CHI DEVE PAGARE LA SCUOLA PRIVATA

di EUGENIO SCALFARI

NON mi sono affatto stupito (l'ho già scritto domenica scorsa) degli applausi e delle "ola" con i quali fu accolto il discorso sulla scuola privata e le lance spezzate in suo favore della signora Moratti al Meeting ciellino di Rimini: quella platea è clericale quant' altre mai nel panorama della Chiesa italiana e sa bene chi merita l'applauso e chi i fischi e i berci. "Unicuique suum", non è vero?
Né considero sorprendenti gli incoraggiamenti e le difese della linea scelta dal ministro dell'Istruzione da parte di alcuni sedicenti liberali che da tempo si sono messi in servizio permanente o di complemento del governo e che proprio sui temi della scuola hanno concentrato da tempo la loro attenzione in concorde convergenza di pensiero con il Cardinal-Vicario, coi giovanotti di Cl e con tutta quell'ala della gerarchia ecclesiastica che non brilla certo per ampiezza e libertà di vedute.
Questi commentatori mi hanno molto sgridato per aver io osato, a proposito della signora Moratti, "sparate demagogiche e toni di rissa", lei che viceversa al Meeting di Cl si era espressa "con un garbo, un buon senso e una fermezza che le fanno onore". Garbo verso gli interessi del Vaticano e della consorteria delle Opere certamente, fermezza nel puntellare il garbo sicuramente, buon senso non direi proprio. Vogliamo parlarne?
***
L'Istruzione fu uno dei cavalli di battaglia della campagna elettorale di Berlusconi. Per vari motivi: si era determinato un forte malumore nel personale docente contro la riforma Berlinguer, in gran parte per ragioni stipendiali e per il metodo che il ministro aveva proposto come strumento selettivo delle attitudini professionali degli insegnanti. Di fronte alle critiche dei sindacati della scuola e della maggioranza dei docenti, il ministro rettificò, mediò, venne incontro ad alcune richieste nei limiti finanziari di cui disponeva; poi cadde insieme al ministero D'Alema. Credo che ora sarà rimpianto dagli operatori della scuola pubblica e dai loro sindacati, ma ogni giorno ha la sua pena: Berlinguer non piacque, De Mauro neppure, adesso se la vedranno con Moratti.
Comunque, il Polo puntò sul disagio degli insegnanti così come puntò sugli interessi colpiti dalla riforma Bindi della Sanità; ma c'erano altre e più corpose ragioni per cavalcare il tema della scuola da parte della destra: c'era la questione cattolica, il rapporto privilegiato da instaurare con l'ala clericale della gerarchia, l'appoggio da conquistare della Conferenza episcopale.

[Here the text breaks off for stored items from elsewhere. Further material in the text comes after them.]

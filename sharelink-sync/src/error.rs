//! Error types for sharelink-sync.

use std::path::PathBuf;

use thiserror::Error;

/// Per-item filesystem failures.
///
/// These never escape a phase: the phase logs them and records a failure
/// [`crate::LinkAction`] instead.
#[derive(Debug, Error)]
pub enum SyncError {
    /// An I/O error, with annotated path for context.
    #[error("I/O error at {path}: {source}")]
    Io {
        path: PathBuf,
        #[source]
        source: std::io::Error,
    },

    /// A path that should have a file name (link paths, rename sources) did not.
    #[error("path has no file name: {path}")]
    NoFileName { path: PathBuf },
}

/// Convenience constructor for [`SyncError::Io`].
pub(crate) fn io_err(path: impl Into<PathBuf>, source: std::io::Error) -> SyncError {
    SyncError::Io {
        path: path.into(),
        source,
    }
}
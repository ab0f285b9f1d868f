//! YAML subscription catalog.
//!
//! # File format
//!
//! ```yaml
//! applications:
//!   - id: finance-drop
//!     notes: |
//!       owner: ops
//!       share = /srv/shares/finance
//! subscriptions:
//!   - account: alice
//!     application: finance-drop
//!     folder: /inbox/finance
//! ```
//!
//! # API pattern
//!
//! - `fn_at(path: &Path, …)`: explicit location; used in tests with `TempDir`
//! - `fn(…)`: derives `<home>/.sharelink/catalog.yaml` from `dirs::home_dir()`

use std::collections::HashMap;
use std::path::{Path, PathBuf};

use serde::{Deserialize, Serialize};

use crate::error::{CatalogError, ConfigError, ResolveError};
use crate::resolver::MetadataSource;
use crate::types::{AccountId, Application, ApplicationId, Subscription};

/// On-disk catalog payload.
#[derive(Debug, Clone, Default, PartialEq, Eq, Serialize, Deserialize)]
pub struct CatalogFile {
    #[serde(default)]
    pub applications: Vec<Application>,
    #[serde(default)]
    pub subscriptions: Vec<Subscription>,
}

/// In-memory catalog indexed by application id.
#[derive(Debug, Clone, Default)]
pub struct Catalog {
    applications: HashMap<ApplicationId, Application>,
    subscriptions: Vec<Subscription>,
}

/// `<home>/.sharelink/catalog.yaml`: pure, no I/O.
pub fn catalog_path_at(home: &Path) -> PathBuf {
    home.join(".sharelink").join("catalog.yaml")
}

/// `catalog_path_at` for the operator's home directory.
pub fn catalog_path() -> Result<PathBuf, ConfigError> {
    dirs::home_dir()
        .map(|home| catalog_path_at(&home))
        .ok_or(ConfigError::HomeNotFound)
}

impl Catalog {
    /// Load a catalog from `path`.
    ///
    /// Returns `CatalogError::CatalogNotFound` if absent,
    /// `CatalogError::Parse` (with path + line context) if malformed YAML.
    pub fn load_at(path: &Path) -> Result<Self, CatalogError> {
        if !path.exists() {
            return Err(CatalogError::CatalogNotFound {
                path: path.to_path_buf(),
            });
        }
        let contents = std::fs::read_to_string(path).map_err(|source| CatalogError::Io {
            path: path.to_path_buf(),
            source,
        })?;
        let file: CatalogFile =
            serde_yaml::from_str(&contents).map_err(|source| CatalogError::Parse {
                path: path.to_path_buf(),
                source,
            })?;
        Ok(Self::from(file))
    }

    /// Application lookup without the trait indirection.
    pub fn get_application(&self, id: &ApplicationId) -> Option<&Application> {
        self.applications.get(id)
    }

    pub fn subscription_count(&self) -> usize {
        self.subscriptions.len()
    }
}

impl From<CatalogFile> for Catalog {
    fn from(file: CatalogFile) -> Self {
        let applications = file
            .applications
            .into_iter()
            .map(|app| (app.id.clone(), app))
            .collect();
        Self {
            applications,
            subscriptions: file.subscriptions,
        }
    }
}

impl MetadataSource for Catalog {
    fn subscriptions(&self, account: &AccountId) -> Result<Vec<Subscription>, ResolveError> {
        Ok(self
            .subscriptions
            .iter()
            .filter(|sub| &sub.account == account)
            .cloned()
            .collect())
    }

    fn application(&self, id: &ApplicationId) -> Result<Application, CatalogError> {
        self.get_application(id)
            .cloned()
            .ok_or_else(|| CatalogError::NoSuchApplication { id: id.clone() })
    }
}
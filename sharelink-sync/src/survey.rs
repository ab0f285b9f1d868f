//! Filesystem survey: find every symlink-to-directory under a home tree.
//!
//! The walk never descends through a link, so self-referential or
//! cross-linked shares cannot loop and share contents are never scanned.

use std::collections::BTreeSet;
use std::path::{Path, PathBuf};

use walkdir::WalkDir;

use sharelink_core::events;

/// Collect the absolute paths of all symlinks under `home` whose target is a
/// directory.
///
/// Traversal errors are logged and skipped; whatever was reachable is
/// returned. `home` itself is never part of the result.
pub fn survey(home: &Path) -> BTreeSet<PathBuf> {
    let mut found = BTreeSet::new();

    for entry in WalkDir::new(home).min_depth(1).follow_links(false) {
        let entry = match entry {
            Ok(entry) => entry,
            Err(err) => {
                let path = err
                    .path()
                    .map(|p| p.display().to_string())
                    .unwrap_or_else(|| home.display().to_string());
                tracing::warn!(
                    code = events::SURVEY_ERROR,
                    path = %path,
                    error = %err,
                    "survey traversal error; continuing with partial results"
                );
                continue;
            }
        };

        if entry.path_is_symlink() && entry.path().is_dir() {
            tracing::debug!(
                code = events::SURVEY_FOUND,
                path = %entry.path().display(),
                "found shared folder"
            );
            found.insert(entry.into_path());
        }
    }

    found
}
//! Sparse, unbounded, N-dimensional grid.
//!
//! Storage is a tree of [`Node`]s keyed by signed coordinates, rooted in a
//! single branch owned by the [`Grid`]. Dimensionality is not declared: a
//! path of length three addresses a three dimensional location simply because
//! it was written that way. [`Cell`] values are locators into the tree and
//! only assignment materializes storage.
//!
//! ```
//! use gridable::Entry;
//! use gridable::Grid;
//!
//! let grid: Grid<i32> = Grid::new();
//! grid.set(0, Entry::seq([10, 20, 30]));
//!
//! let row = grid.at(0)?;
//! assert_eq!(row.at(1)?.value(), Some(20));
//! assert_eq!(row.to_string(), "[10,20,30]");
//! # Ok::<(), gridable::Error>(())
//! ```
mod cell;
mod iter;
mod node;
mod slice;

pub use cell::Cell;
pub use cell::Grid;
pub use iter::*;
pub use node::*;
pub use slice::*;
//! the test_utils folder here will share fixtures between the unit tests of
//! each module
mod common;

pub use common::*;
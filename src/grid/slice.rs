use std::iter::StepBy;
use std::ops::RangeFrom;
use std::ops::RangeFull;
use std::ops::RangeInclusive;
use std::ops::RangeToInclusive;

use super::Coord;
use crate::GridError;

/// Coordinates covered by a slice, in ascending order.
pub type Positions = StepBy<RangeInclusive<Coord>>;

/// An integer slice over one axis. Unlike Rust ranges, `stop` is inclusive
/// whenever the stepping lands on it.
///
/// Omitted bounds are derived from the receiver's existing children when
/// reading, and from the number of values supplied when assigning.
///
/// ```
/// use gridable::GridSlice;
///
/// assert_eq!(GridSlice::from(5..=6), GridSlice::new(5, 6));
/// assert_eq!(GridSlice::from(3..).step_by(2).step, Some(2));
/// ```
#[derive(Debug, Clone, Copy, Default, PartialEq, Eq)]
pub struct GridSlice {
    pub start: Option<Coord>,
    pub stop: Option<Coord>,
    pub step: Option<Coord>,
}

impl GridSlice {
    pub fn new(
        start: Coord,
        stop: Coord,
    ) -> Self {
        Self {
            start: Some(start),
            stop: Some(stop),
            step: None,
        }
    }

    pub fn starting_at(start: Coord) -> Self {
        Self {
            start: Some(start),
            ..Default::default()
        }
    }

    pub fn ending_at(stop: Coord) -> Self {
        Self {
            stop: Some(stop),
            ..Default::default()
        }
    }

    pub fn full() -> Self {
        Self::default()
    }

    pub fn step_by(
        self,
        step: Coord,
    ) -> Self {
        Self {
            step: Some(step),
            ..self
        }
    }

    fn validated_step(&self) -> Result<Coord, GridError> {
        match self.step.unwrap_or(1) {
            step if step > 0 => Ok(step),
            step => Err(GridError::InvalidSliceStep(step)),
        }
    }

    /// Positions to read, with omitted bounds taken from the smallest and
    /// largest existing child keys. With nothing to derive a bound from the
    /// slice is empty.
    pub(crate) fn read_positions(
        &self,
        first_key: Option<Coord>,
        last_key: Option<Coord>,
    ) -> Result<Positions, GridError> {
        let step = self.validated_step()?;
        match (self.start.or(first_key), self.stop.or(last_key)) {
            (Some(start), Some(stop)) => Ok(positions(start, stop, step)),
            _ => Ok(positions(1, 0, step)),
        }
    }

    /// Positions to assign `count` values to. An omitted bound is derived so
    /// that the slice spans exactly `count` steps; the resulting span must
    /// hold exactly `count` positions.
    pub(crate) fn assign_positions(
        &self,
        count: usize,
    ) -> Result<Positions, GridError> {
        let step = self.validated_step()?;
        let span = (count as Coord).saturating_mul(step);
        let (start, stop) = match (self.start, self.stop) {
            (Some(start), Some(stop)) => (start, stop),
            (Some(start), None) => (start, start.saturating_add(span).saturating_sub(1)),
            (None, Some(stop)) => (stop.saturating_sub(span).saturating_add(1), stop),
            (None, None) => (0, span.saturating_sub(1)),
        };

        let expected = position_count(start, stop, step);
        if expected != count as u64 {
            return Err(GridError::InvalidSliceSize {
                expected,
                actual: count as u64,
            });
        }
        Ok(positions(start, stop, step))
    }
}

fn positions(
    start: Coord,
    stop: Coord,
    step: Coord,
) -> Positions {
    (start..=stop).step_by(step as usize)
}

/// Number of positions in `[start, stop]` advancing by `step` (> 0). A span
/// covering every coordinate saturates at `u64::MAX`, which no supplied
/// sequence can match.
pub(crate) fn position_count(
    start: Coord,
    stop: Coord,
    step: Coord,
) -> u64 {
    if stop < start {
        return 0;
    }
    (stop.abs_diff(start) / step as u64).saturating_add(1)
}

impl From<RangeInclusive<Coord>> for GridSlice {
    fn from(range: RangeInclusive<Coord>) -> Self {
        Self::new(*range.start(), *range.end())
    }
}

impl From<RangeFrom<Coord>> for GridSlice {
    fn from(range: RangeFrom<Coord>) -> Self {
        Self::starting_at(range.start)
    }
}

impl From<RangeToInclusive<Coord>> for GridSlice {
    fn from(range: RangeToInclusive<Coord>) -> Self {
        Self::ending_at(range.end)
    }
}

impl From<RangeFull> for GridSlice {
    fn from(_: RangeFull) -> Self {
        Self::full()
    }
}
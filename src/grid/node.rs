use std::collections::BTreeMap;
use std::fmt;
use std::fmt::Display;

/// A single coordinate along one axis of the grid.
pub type Coord = i64;

/// Materialized content at a coordinate path.
///
/// A node's kind is whatever was last written there: writing a value over a
/// branch drops the whole subtree, and writing beneath a leaf turns it back
/// into a branch. An unmaterialized location has no node at all and is
/// represented as `None` when resolving.
///
/// Children are kept in ascending key order, which is the order used for
/// iteration, rendering and slicing defaults.
#[derive(Debug, Clone, PartialEq)]
pub enum Node<V> {
    Leaf(V),
    Branch(BTreeMap<Coord, Node<V>>),
}

/// Value accepted by assignment: either a scalar stored as a leaf, or an
/// ordered sequence fanned out over integer indices `0..len`.
///
/// Sequences nest, so `Entry::seq([Entry::seq([1]), Entry::seq([2, 3])])`
/// creates two levels of branches.
#[derive(Debug, Clone, PartialEq)]
pub enum Entry<V> {
    Leaf(V),
    Seq(Vec<Entry<V>>),
}

impl<V> Entry<V> {
    pub fn seq<I>(items: I) -> Self
    where
        I: IntoIterator,
        I::Item: Into<Entry<V>>,
    {
        Entry::Seq(items.into_iter().map(Into::into).collect())
    }
}

impl<V> From<V> for Entry<V> {
    fn from(value: V) -> Self {
        Entry::Leaf(value)
    }
}

impl<V> Default for Node<V> {
    fn default() -> Self {
        Node::Branch(BTreeMap::new())
    }
}

impl<V> Node<V> {
    pub fn is_leaf(&self) -> bool {
        matches!(self, Node::Leaf(_))
    }

    pub fn is_branch(&self) -> bool {
        matches!(self, Node::Branch(_))
    }

    /// Walks `path` from this node. Yields `None` as soon as a step is
    /// missing or lands on a leaf with path left to walk.
    pub fn resolve(
        &self,
        path: &[Coord],
    ) -> Option<&Node<V>> {
        let mut node = self;
        for key in path {
            node = match node {
                Node::Branch(children) => children.get(key)?,
                Node::Leaf(_) => return None,
            };
        }
        Some(node)
    }

    fn resolve_mut(
        &mut self,
        path: &[Coord],
    ) -> Option<&mut Node<V>> {
        let mut node = self;
        for key in path {
            node = match node {
                Node::Branch(children) => children.get_mut(key)?,
                Node::Leaf(_) => return None,
            };
        }
        Some(node)
    }

    fn children_mut(&mut self) -> &mut BTreeMap<Coord, Node<V>> {
        match self {
            Node::Branch(children) => children,
            Node::Leaf(_) => {
                *self = Node::default();
                self.children_mut()
            }
        }
    }

    /// Creates every missing branch along `path` and returns the children of
    /// the last one. Nothing beyond `path` is created.
    fn materialize(
        &mut self,
        path: &[Coord],
    ) -> &mut BTreeMap<Coord, Node<V>> {
        let mut node = self;
        for key in path {
            node = node.children_mut().entry(*key).or_default();
        }
        node.children_mut()
    }

    /// Stores `entry` at `path + key`, replacing whatever was there.
    pub(crate) fn write(
        &mut self,
        path: &[Coord],
        key: Coord,
        entry: Entry<V>,
    ) {
        match entry {
            Entry::Leaf(value) => {
                self.materialize(path).insert(key, Node::Leaf(value));
            }
            Entry::Seq(items) => {
                let mut child_path = Vec::with_capacity(path.len() + 1);
                child_path.extend_from_slice(path);
                child_path.push(key);
                for (index, item) in items.into_iter().enumerate() {
                    self.write(&child_path, index as Coord, item);
                }
            }
        }
    }

    /// Detaches the child `key` of the branch at `path`. Parents left empty
    /// are kept.
    pub(crate) fn remove(
        &mut self,
        path: &[Coord],
        key: Coord,
    ) -> Option<Node<V>> {
        match self.resolve_mut(path)? {
            Node::Branch(children) => children.remove(&key),
            Node::Leaf(_) => None,
        }
    }

    /// Number of direct children of a branch; a leaf counts as one.
    pub fn len(&self) -> usize {
        match self {
            Node::Leaf(_) => 1,
            Node::Branch(children) => children.len(),
        }
    }

    pub fn is_empty(&self) -> bool {
        self.len() == 0
    }

    /// Depth-first, ascending-key walk returning the absolute path of every
    /// leaf under this node. `prefix` is the path of this node itself.
    pub(crate) fn leaf_paths(
        &self,
        prefix: &[Coord],
    ) -> Vec<Vec<Coord>> {
        let mut leaves = Vec::new();
        let mut stack = vec![(prefix.to_vec(), self)];
        while let Some((path, node)) = stack.pop() {
            match node {
                Node::Leaf(_) => leaves.push(path),
                Node::Branch(children) => {
                    for (key, child) in children.iter().rev() {
                        let mut child_path = path.clone();
                        child_path.push(*key);
                        stack.push((child_path, child));
                    }
                }
            }
        }
        leaves
    }

    pub(crate) fn has_child_key(
        &self,
        key: Coord,
    ) -> bool {
        matches!(self, Node::Branch(children) if children.contains_key(&key))
    }

    /// Shallow value membership: only direct children holding a leaf are
    /// compared.
    pub(crate) fn has_child_value<Q>(
        &self,
        probe: &Q,
    ) -> bool
    where
        Q: ?Sized,
        V: PartialEq<Q>,
    {
        match self {
            Node::Branch(children) => children
                .values()
                .any(|child| matches!(child, Node::Leaf(value) if value == probe)),
            Node::Leaf(_) => false,
        }
    }

    pub(crate) fn first_key(&self) -> Option<Coord> {
        match self {
            Node::Branch(children) => children.keys().next().copied(),
            Node::Leaf(_) => None,
        }
    }

    pub(crate) fn last_key(&self) -> Option<Coord> {
        match self {
            Node::Branch(children) => children.keys().next_back().copied(),
            Node::Leaf(_) => None,
        }
    }
}

impl<V: Display> Display for Node<V> {
    fn fmt(
        &self,
        f: &mut fmt::Formatter<'_>,
    ) -> fmt::Result {
        match self {
            Node::Leaf(value) => write!(f, "{value}"),
            Node::Branch(children) => {
                f.write_str("[")?;
                for (position, child) in children.values().enumerate() {
                    if position > 0 {
                        f.write_str(",")?;
                    }
                    write!(f, "{child}")?;
                }
                f.write_str("]")
            }
        }
    }
}
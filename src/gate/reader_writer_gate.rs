use std::fmt::Debug;

use parking_lot::RwLock;
use tracing::trace;

/// Multiple-reader / single-writer guard around a piece of shared state.
///
/// At any instant the gate is held either by any number of shared holders or
/// by exactly one exclusive holder. Access is scoped to the closure passed to
/// [`run_shared`](Self::run_shared) or [`run_exclusive`](Self::run_exclusive);
/// the gate is released when the closure returns, whether it produced an
/// error value or unwound. A failing operation never leaves the gate locked.
///
/// The gate is not reentrant: an operation must not call back into the same
/// gate while it holds it.
///
/// The gate does not need to protect anything in particular; a
/// `ReaderWriterGate<()>` serializes arbitrary operations:
///
/// ```
/// use gridable::ReaderWriterGate;
///
/// let gate = ReaderWriterGate::<()>::default();
/// let total = gate.run_shared(|_| 1 + 1);
/// gate.run_exclusive(|_| assert_eq!(total, 2));
/// ```
pub struct ReaderWriterGate<T> {
    inner: RwLock<T>,
}

impl<T> ReaderWriterGate<T> {
    pub fn new(state: T) -> Self {
        Self {
            inner: RwLock::new(state),
        }
    }

    /// Runs `op` while holding shared access.
    ///
    /// Other shared holders may run concurrently; no exclusive holder is
    /// active for the duration of `op`. Whatever `op` returns, including an
    /// `Err`, is passed through unchanged after release.
    pub fn run_shared<R>(
        &self,
        op: impl FnOnce(&T) -> R,
    ) -> R {
        let guard = match self.inner.try_read() {
            Some(guard) => guard,
            None => {
                trace!("shared access contended, waiting for exclusive holder");
                self.inner.read()
            }
        };
        op(&guard)
    }

    /// Runs `op` while holding exclusive access.
    ///
    /// No other shared or exclusive holder is active for the duration of
    /// `op`.
    pub fn run_exclusive<R>(
        &self,
        op: impl FnOnce(&mut T) -> R,
    ) -> R {
        let mut guard = match self.inner.try_write() {
            Some(guard) => guard,
            None => {
                trace!("exclusive access contended, waiting for active holders");
                self.inner.write()
            }
        };
        op(&mut guard)
    }

    pub fn into_inner(self) -> T {
        self.inner.into_inner()
    }
}

impl<T: Default> Default for ReaderWriterGate<T> {
    fn default() -> Self {
        Self::new(T::default())
    }
}

impl<T> Debug for ReaderWriterGate<T> {
    fn fmt(
        &self,
        f: &mut std::fmt::Formatter<'_>,
    ) -> std::fmt::Result {
        f.debug_struct("ReaderWriterGate")
            .field("locked", &self.inner.is_locked())
            .field("exclusive", &self.inner.is_locked_exclusive())
            .finish()
    }
}
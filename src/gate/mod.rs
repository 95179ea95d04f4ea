mod reader_writer_gate;
pub use reader_writer_gate::*;
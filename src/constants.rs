// -
// Configuration sources

/// Environment variable naming an optional configuration file
pub(crate) const CONFIG_PATH_ENV: &str = "GRID_CONFIG_PATH";

/// Prefix for environment overrides, e.g. `GRID__NEIGHBORS__DISTANCE`
pub(crate) const CONFIG_ENV_PREFIX: &str = "GRID";
pub(crate) const CONFIG_ENV_SEPARATOR: &str = "__";

// -
// Neighbor enumeration defaults

pub(crate) const DEFAULT_NEIGHBOR_DISTANCE: u32 = 1;
pub(crate) const DEFAULT_NEIGHBOR_MAX_DISTANCE: u32 = 16;

// -
// Rendering

/// Rendering of a cell with no materialized content
pub(crate) const ABSENT_RENDER: &str = "None";
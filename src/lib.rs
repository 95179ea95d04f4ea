//! # gridable
//!
//! A sparse, unbounded, N-dimensional grid. Coordinates may be negative,
//! dimensionality is decided by how cells are addressed, and only assigned
//! cells take up storage. All access to the shared tree goes through a
//! [`ReaderWriterGate`], so cells can be used from many threads at once.
//!
//! ```
//! use gridable::Grid;
//!
//! let grid: Grid<i32> = Grid::new();
//! grid.at(-10)?.set(-10, 5);
//! grid.at(10)?.set(10, 7);
//!
//! assert_eq!(grid.at(-10)?.at(-10)?.value(), Some(5));
//! assert_eq!(grid.iter().count(), 2);
//! # Ok::<(), gridable::Error>(())
//! ```

mod config;
mod constants;
mod errors;
mod gate;
mod grid;

pub use self::config::*;
pub use errors::*;
pub use gate::*;
pub use grid::*;

//-----------------------------------------------------------
// Test utils

#[cfg(test)]
pub mod test_utils;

Il problema del finanziamento pieno degli istituti privati a dispetto della norma costituzionale alimentò dibattiti e convegni. L'argomento fu usato a piene mani per mettere in difficoltà i cattolici del Partito popolare che, va detto, agirono e reagirono con grande dignità nonostante gli ultimatum dell'Osservatore Romano e dell'Avvenire.
Nelle ultime battute della campagna elettorale, che dipingevano la scuola italiana come la vergogna d'Europa e del mondo intero, Berlusconi promise che in caso di vittoria la riforma Berlinguer sarebbe stata immediatamente bloccata ed una controriforma immediatamente messa in pista. Di che genere di controriforma si trattasse non fu detto. Non l'ha spiegato neppure la signora Moratti. Forse perché non lo sa ancora neppure lei.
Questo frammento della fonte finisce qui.